6

Rupert used calming hands to settle everyone.

Kelly nodded down the corridor. ‘The ghost of Lockie’s personality.’

‘Would you please just shut up?’ said Lockie. ‘Seriously.’

Kelly’s eyes registered a sting.

‘Well, this is not to scale,’ said Rupert, holding Johnny’s directions under the light. ‘There’s nothing on this to indicate a corridor so long that it leads us back to Dublin.’

‘I wish,’ said Kelly. She turned to LB. ‘Sorry… it’s just… Irish.’

‘We get it,’ snapped Lockie. ‘We got it in first year, second year—’

‘We get it,’ Kelly mimicked. She reached over to her suitcase, yanked up the handle, and dragged it towards her.

‘Come on,’ said Lockie, walking up to Rupert. ‘He drew that in ten seconds. It looks like there’s literally a T on it. How hard can it be?’

‘And some Xs and not a very clear distinction between his 1 and his 9,’ said Rupert. ‘I’ve got it now. We walk down there, to Dublin, and split off, into another corridor, boys to the left, girls to the right.’ He looked at Kelly with an apologetic face. ‘I’m afraid he forgot to mark which end of the corridor is the door to 3A.’

‘Yeah – “forgot”,’ said Lockie. He picked up his bag. Kelly kicked it as he walked away.

Amber darted in front to Rupert, hooked her arm into his.

‘Everything OK?’ said Rupert. He glanced down at her. She looked up at him with huge, fearful eyes. He squeezed her arm with his. ‘It was not a sign,’ he said, nodding down to her bare wrist.

Amber smiled up at him. ‘Thanks.’ She looked down the corridor. ‘What motion do you think that was sensing?’

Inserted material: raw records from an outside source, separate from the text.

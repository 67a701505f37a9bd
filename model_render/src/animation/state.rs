use super::frames::{FramePosition, PlaybackMode, frame_position};
use super::pose::{BlendSample, MatrixPool, PosePlan, PoseSample, evaluate_pose};
use crate::model::ModelAsset;
use bevy::prelude::*;
use smallvec::SmallVec;

/// Which actions of an object stop instead of looping.
#[derive(Debug, Clone, Default, PartialEq, Eq)]
pub struct PlaybackRules {
    pub terminal: SmallVec<[usize; 4]>,
    pub once: SmallVec<[usize; 4]>,
}

impl PlaybackRules {
    pub fn with_terminal(mut self, action: usize) -> Self {
        self.terminal.push(action);
        self
    }

    pub fn with_once(mut self, action: usize) -> Self {
        self.once.push(action);
        self
    }

    pub fn mode_for(&self, action: usize) -> PlaybackMode {
        if self.terminal.contains(&action) {
            PlaybackMode::HoldLast
        } else if self.once.contains(&action) {
            PlaybackMode::Once
        } else {
            PlaybackMode::Loop
        }
    }
}

/// Per-frame inputs shared by every animated object.
#[derive(Debug, Clone, Copy, PartialEq)]
pub struct AnimationClock {
    pub delta_secs: f32,
    pub speed_multiplier: f32,
    pub blend_duration: f32,
}

#[derive(Debug, Clone, Copy, PartialEq)]
struct BlendState {
    source_action: usize,
    source_time: f32,
    elapsed: f32,
    duration: f32,
}

#[derive(Debug, Clone, Copy, PartialEq, Eq)]
struct SampleKey {
    action: usize,
    frame0: usize,
    frame1: usize,
    t_bits: u32,
}

impl SampleKey {
    fn new(action: usize, position: &FramePosition) -> Self {
        Self {
            action,
            frame0: position.frame0,
            frame1: position.frame1,
            t_bits: position.t.to_bits(),
        }
    }
}

#[derive(Debug, Clone, Copy, PartialEq)]
pub enum AnimationStep {
    /// Same sample as last frame; the bone array is still valid.
    Unchanged,
    Evaluate(PosePlan),
}

/// Playback state machine of one animated object.
///
/// `current_action` is written by gameplay code; everything else is driven by
/// [`AnimationState::advance`].
#[derive(Component, Debug, Clone)]
pub struct AnimationState {
    pub current_action: usize,
    /// Re-evaluate the pose every tick even when the sample repeats.
    pub continuous: bool,
    pub speed: f32,
    pub rules: PlaybackRules,
    active_action: Option<usize>,
    previous_action: Option<usize>,
    play_time: f32,
    blend: Option<BlendState>,
    last_sample: Option<SampleKey>,
    one_shot_complete: bool,
    pose_evaluations: u64,
    warned_action: Option<usize>,
}

impl Default for AnimationState {
    fn default() -> Self {
        Self::new(0)
    }
}

impl AnimationState {
    pub fn new(action: usize) -> Self {
        Self {
            current_action: action,
            continuous: false,
            speed: 1.0,
            rules: PlaybackRules::default(),
            active_action: None,
            previous_action: None,
            play_time: 0.0,
            blend: None,
            last_sample: None,
            one_shot_complete: false,
            pose_evaluations: 0,
            warned_action: None,
        }
    }

    pub fn with_rules(mut self, rules: PlaybackRules) -> Self {
        self.rules = rules;
        self
    }

    pub fn with_continuous(mut self, continuous: bool) -> Self {
        self.continuous = continuous;
        self
    }

    pub fn play_time(&self) -> f32 {
        self.play_time
    }

    pub fn active_action(&self) -> Option<usize> {
        self.active_action
    }

    pub fn previous_action(&self) -> Option<usize> {
        self.previous_action
    }

    pub fn is_blending(&self) -> bool {
        self.blend.is_some()
    }

    pub fn blend_source(&self) -> Option<(usize, f32)> {
        self.blend
            .map(|blend| (blend.source_action, blend.source_time))
    }

    pub fn blend_elapsed(&self) -> Option<f32> {
        self.blend.map(|blend| blend.elapsed)
    }

    pub fn one_shot_complete(&self) -> bool {
        self.one_shot_complete
    }

    /// Number of times a pose was actually evaluated for this object.
    pub fn pose_evaluations(&self) -> u64 {
        self.pose_evaluations
    }

    /// Forces the next tick to evaluate the pose again.
    pub fn invalidate_sample(&mut self) {
        self.last_sample = None;
    }

    /// Advances playback by one tick and decides what to evaluate.
    pub fn advance(&mut self, model: &ModelAsset, clock: &AnimationClock) -> AnimationStep {
        let Some(action_index) = model.clamp_action(self.current_action) else {
            return self.rest_pose_step();
        };

        if action_index != self.current_action && self.warned_action != Some(self.current_action) {
            warn!(
                "Model '{}' has no action {}; clamping to {}",
                model.name, self.current_action, action_index
            );
            self.warned_action = Some(self.current_action);
        }

        if self.active_action != Some(action_index) {
            self.switch_to(model, action_index, clock.blend_duration);
        }

        let action = model.actions[action_index];
        self.play_time += clock.delta_secs * action.play_speed * clock.speed_multiplier * self.speed;

        let mode = self.rules.mode_for(action_index);
        let position = frame_position(
            self.play_time,
            action.key_count,
            mode,
            mode == PlaybackMode::Loop && model.loop_restarts_early(action_index),
        );
        if position.finished {
            self.one_shot_complete = true;
        }

        let blend = self.advance_blend(model, clock.delta_secs);
        let key = SampleKey::new(action_index, &position);

        if blend.is_none() && !self.continuous && self.last_sample == Some(key) {
            return AnimationStep::Unchanged;
        }

        // While blending the output differs every frame, so the cache only
        // holds once the transition is over.
        self.last_sample = if blend.is_none() { Some(key) } else { None };

        AnimationStep::Evaluate(PosePlan {
            primary: PoseSample {
                action: action_index,
                position,
            },
            blend,
        })
    }

    /// Advances playback and writes the resulting pose into `bones`.
    /// Returns whether any bone matrix changed.
    pub fn animate(
        &mut self,
        model: &ModelAsset,
        clock: &AnimationClock,
        bones: &mut [Mat4],
        pool: &mut MatrixPool,
    ) -> bool {
        match self.advance(model, clock) {
            AnimationStep::Unchanged => false,
            AnimationStep::Evaluate(plan) => {
                self.pose_evaluations += 1;
                evaluate_pose(model, &plan, bones, pool)
            }
        }
    }

    fn rest_pose_step(&mut self) -> AnimationStep {
        let key = SampleKey::new(0, &FramePosition::REST);
        if self.last_sample == Some(key) {
            return AnimationStep::Unchanged;
        }
        self.last_sample = Some(key);
        AnimationStep::Evaluate(PosePlan {
            primary: PoseSample {
                action: 0,
                position: FramePosition::REST,
            },
            blend: None,
        })
    }

    fn switch_to(&mut self, model: &ModelAsset, next: usize, blend_duration: f32) {
        if let Some(outgoing) = self.active_action {
            let has_keys = |index: usize| model.action(index).is_some_and(|a| a.key_count > 0);
            let blendable = blend_duration > 0.0 && has_keys(outgoing) && has_keys(next);

            self.previous_action = Some(outgoing);
            self.blend = blendable.then_some(BlendState {
                source_action: outgoing,
                source_time: self.play_time,
                elapsed: 0.0,
                duration: blend_duration,
            });
        }

        self.active_action = Some(next);
        self.play_time = 0.0;
        self.one_shot_complete = false;
        self.last_sample = None;
    }

    fn advance_blend(&mut self, model: &ModelAsset, delta_secs: f32) -> Option<BlendSample> {
        let blend = self.blend.as_mut()?;
        blend.elapsed = (blend.elapsed + delta_secs.max(0.0)).min(blend.duration);
        let factor = if blend.duration > 0.0 {
            (blend.elapsed / blend.duration).min(1.0)
        } else {
            1.0
        };

        let source = *blend;
        let Some(source_action) = model.action(source.source_action) else {
            self.blend = None;
            return None;
        };

        if factor >= 1.0 {
            self.blend = None;
            return None;
        }

        let mode = self.rules.mode_for(source.source_action);
        let position = frame_position(
            source.source_time,
            source_action.key_count,
            mode,
            mode == PlaybackMode::Loop && model.loop_restarts_early(source.source_action),
        );

        Some(BlendSample {
            source: PoseSample {
                action: source.source_action,
                position,
            },
            factor,
        })
    }
}
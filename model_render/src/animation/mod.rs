pub mod frames;
pub mod pose;
pub mod state;

pub use frames::{FramePosition, PlaybackMode, frame_position};
pub use pose::{
    BlendSample, MatrixPool, PosePlan, PoseSample, blend_bone_matrices, compute_bone_matrices,
    evaluate_pose, nlerp,
};
pub use state::{AnimationClock, AnimationState, AnimationStep, PlaybackRules};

‘My shadow side,’ said Rupert. ‘Fly, my pretty, fly. Find your spirit friends.’

Amber gave a nervous laugh.

‘Stop scaring her,’ said Kelly, walking behind them. She loved Amber. Amber was amazing. But Anxious Amber was like being at a funeral but no one knew who’d died. Not even Amber.

‘I wasn’t doing anything,’ said Rupert. ‘Amber’s used to my ghostly ways.’

Amber glanced back at Kelly. ‘I am. I just don’t want to experience any.’

Kelly let out a weary breath. ‘I love you, Ambs, you know I do. But you really don’t make a lot of sense as a person.’

Amber squeezed Rupert’s arm, gritted her teeth.

LB walked quietly behind them, head down. This was all her fault. Kelly being horrible to Lockie, Lockie hating Kelly, Amber terrified, and Rupert already deploying his calming hands. And they hadn’t even got to their rooms.


First to their room were Lockie and Rupert. Lockie went straight for one of the two king-sized beds, and lay back, hands behind his head, legs crossed. Rupert did a full three-sixty at the centre of the room.

‘I’m not sure what they were aiming for,’ said Rupert, ‘or if they even pulled the trigger.’

‘It’s got two beds,’ said Lockie.

‘So they were aiming for you,’ said Rupert. ‘Bravo, Johnny Owner, and your possibly mummified-in-the-attic wife.’ He took in Lockie’s frown. ‘He pointed upwards when he mentioned his wife!’ said Rupert. ‘And why wasn’t she there to greet us, if she was alive?’

Lockie laughed. ‘That is definitely some English politeness rubbish.’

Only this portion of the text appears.